Exercise details: All lines from the entries below that contain the string "standard" should be copied out.

Information:
-.-.-

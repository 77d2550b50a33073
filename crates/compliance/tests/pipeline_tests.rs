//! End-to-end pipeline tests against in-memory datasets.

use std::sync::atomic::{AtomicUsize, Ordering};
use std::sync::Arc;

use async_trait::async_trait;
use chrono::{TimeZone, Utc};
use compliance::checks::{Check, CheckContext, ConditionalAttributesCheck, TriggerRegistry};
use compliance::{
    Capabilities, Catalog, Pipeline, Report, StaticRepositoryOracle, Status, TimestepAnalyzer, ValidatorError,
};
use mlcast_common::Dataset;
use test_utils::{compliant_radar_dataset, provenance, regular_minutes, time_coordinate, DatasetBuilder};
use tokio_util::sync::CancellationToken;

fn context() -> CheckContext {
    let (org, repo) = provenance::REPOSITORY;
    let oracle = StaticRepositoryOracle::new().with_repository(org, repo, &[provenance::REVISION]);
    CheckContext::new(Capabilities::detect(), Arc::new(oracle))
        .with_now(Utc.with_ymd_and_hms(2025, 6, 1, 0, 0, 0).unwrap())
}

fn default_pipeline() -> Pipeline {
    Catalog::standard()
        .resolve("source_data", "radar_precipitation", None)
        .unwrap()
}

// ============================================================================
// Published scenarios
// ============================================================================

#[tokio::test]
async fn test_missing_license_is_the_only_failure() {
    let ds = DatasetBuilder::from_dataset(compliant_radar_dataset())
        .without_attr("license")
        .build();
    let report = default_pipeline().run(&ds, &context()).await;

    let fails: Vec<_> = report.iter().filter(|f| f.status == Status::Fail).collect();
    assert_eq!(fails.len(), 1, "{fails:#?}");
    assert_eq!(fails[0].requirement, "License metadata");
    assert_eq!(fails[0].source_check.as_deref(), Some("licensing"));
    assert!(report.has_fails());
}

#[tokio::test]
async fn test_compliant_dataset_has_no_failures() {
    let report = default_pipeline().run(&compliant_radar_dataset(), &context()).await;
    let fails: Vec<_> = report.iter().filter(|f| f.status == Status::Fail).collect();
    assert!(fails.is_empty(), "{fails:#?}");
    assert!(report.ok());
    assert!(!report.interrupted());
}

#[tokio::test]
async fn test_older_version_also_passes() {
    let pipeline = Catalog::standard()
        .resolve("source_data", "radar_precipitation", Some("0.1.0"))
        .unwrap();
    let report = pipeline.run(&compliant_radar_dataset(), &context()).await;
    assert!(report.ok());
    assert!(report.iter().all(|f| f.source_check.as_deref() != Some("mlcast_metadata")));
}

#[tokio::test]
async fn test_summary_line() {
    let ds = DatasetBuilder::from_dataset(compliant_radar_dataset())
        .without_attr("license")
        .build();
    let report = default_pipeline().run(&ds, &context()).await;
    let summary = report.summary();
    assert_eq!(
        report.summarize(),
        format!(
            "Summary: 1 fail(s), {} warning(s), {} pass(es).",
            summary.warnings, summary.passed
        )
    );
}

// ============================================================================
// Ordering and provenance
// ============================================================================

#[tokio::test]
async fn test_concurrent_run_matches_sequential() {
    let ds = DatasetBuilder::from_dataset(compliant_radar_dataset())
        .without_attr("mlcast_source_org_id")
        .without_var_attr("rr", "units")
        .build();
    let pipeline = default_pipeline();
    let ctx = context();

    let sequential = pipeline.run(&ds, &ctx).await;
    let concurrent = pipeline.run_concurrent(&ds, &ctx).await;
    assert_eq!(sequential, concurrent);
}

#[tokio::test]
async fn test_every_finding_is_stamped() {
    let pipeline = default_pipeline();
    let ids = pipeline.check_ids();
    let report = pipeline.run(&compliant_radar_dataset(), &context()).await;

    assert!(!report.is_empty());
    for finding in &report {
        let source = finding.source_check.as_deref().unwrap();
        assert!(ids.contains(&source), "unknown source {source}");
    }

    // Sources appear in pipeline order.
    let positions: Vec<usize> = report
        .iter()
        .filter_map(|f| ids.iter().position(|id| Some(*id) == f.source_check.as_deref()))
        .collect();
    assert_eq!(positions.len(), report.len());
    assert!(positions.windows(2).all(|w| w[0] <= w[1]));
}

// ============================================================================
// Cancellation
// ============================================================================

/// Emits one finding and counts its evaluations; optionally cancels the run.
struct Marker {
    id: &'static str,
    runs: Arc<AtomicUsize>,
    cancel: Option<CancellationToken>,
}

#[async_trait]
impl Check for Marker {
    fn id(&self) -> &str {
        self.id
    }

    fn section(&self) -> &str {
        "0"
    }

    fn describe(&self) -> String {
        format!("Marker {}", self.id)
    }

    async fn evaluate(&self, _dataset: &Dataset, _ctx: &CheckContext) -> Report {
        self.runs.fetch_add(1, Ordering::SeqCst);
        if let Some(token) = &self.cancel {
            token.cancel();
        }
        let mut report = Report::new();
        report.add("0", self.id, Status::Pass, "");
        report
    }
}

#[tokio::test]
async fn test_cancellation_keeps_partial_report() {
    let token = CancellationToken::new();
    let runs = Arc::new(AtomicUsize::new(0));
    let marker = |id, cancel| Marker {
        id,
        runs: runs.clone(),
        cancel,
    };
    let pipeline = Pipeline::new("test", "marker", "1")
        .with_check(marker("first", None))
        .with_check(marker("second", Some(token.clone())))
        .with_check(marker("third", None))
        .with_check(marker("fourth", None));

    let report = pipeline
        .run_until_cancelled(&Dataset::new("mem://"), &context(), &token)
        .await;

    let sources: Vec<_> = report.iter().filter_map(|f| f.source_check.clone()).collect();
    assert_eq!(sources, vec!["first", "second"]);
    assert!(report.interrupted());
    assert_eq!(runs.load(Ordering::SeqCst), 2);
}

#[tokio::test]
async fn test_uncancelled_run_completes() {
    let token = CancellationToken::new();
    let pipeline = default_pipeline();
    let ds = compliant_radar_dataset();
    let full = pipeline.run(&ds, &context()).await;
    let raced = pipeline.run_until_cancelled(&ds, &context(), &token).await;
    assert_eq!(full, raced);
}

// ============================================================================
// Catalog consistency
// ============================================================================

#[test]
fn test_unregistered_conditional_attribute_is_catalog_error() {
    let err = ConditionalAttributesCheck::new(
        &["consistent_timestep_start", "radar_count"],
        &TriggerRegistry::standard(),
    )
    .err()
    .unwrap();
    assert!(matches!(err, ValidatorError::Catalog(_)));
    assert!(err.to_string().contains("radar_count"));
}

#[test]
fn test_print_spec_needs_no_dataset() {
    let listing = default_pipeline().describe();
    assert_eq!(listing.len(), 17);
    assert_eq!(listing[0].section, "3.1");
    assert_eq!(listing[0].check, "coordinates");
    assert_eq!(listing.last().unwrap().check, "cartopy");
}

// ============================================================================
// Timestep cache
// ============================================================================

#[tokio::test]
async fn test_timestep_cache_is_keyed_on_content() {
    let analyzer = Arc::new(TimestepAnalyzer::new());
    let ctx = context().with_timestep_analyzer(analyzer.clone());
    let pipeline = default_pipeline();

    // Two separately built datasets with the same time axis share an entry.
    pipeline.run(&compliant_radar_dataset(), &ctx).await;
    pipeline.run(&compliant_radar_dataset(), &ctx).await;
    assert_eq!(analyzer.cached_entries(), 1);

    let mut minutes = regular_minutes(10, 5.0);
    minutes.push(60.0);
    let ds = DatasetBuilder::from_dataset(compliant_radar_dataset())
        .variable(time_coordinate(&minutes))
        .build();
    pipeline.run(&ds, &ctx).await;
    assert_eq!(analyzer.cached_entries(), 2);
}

-.-.-

Final answer:
    Catalog::standard()
    let pipeline = Catalog::standard()
        &TriggerRegistry::standard(),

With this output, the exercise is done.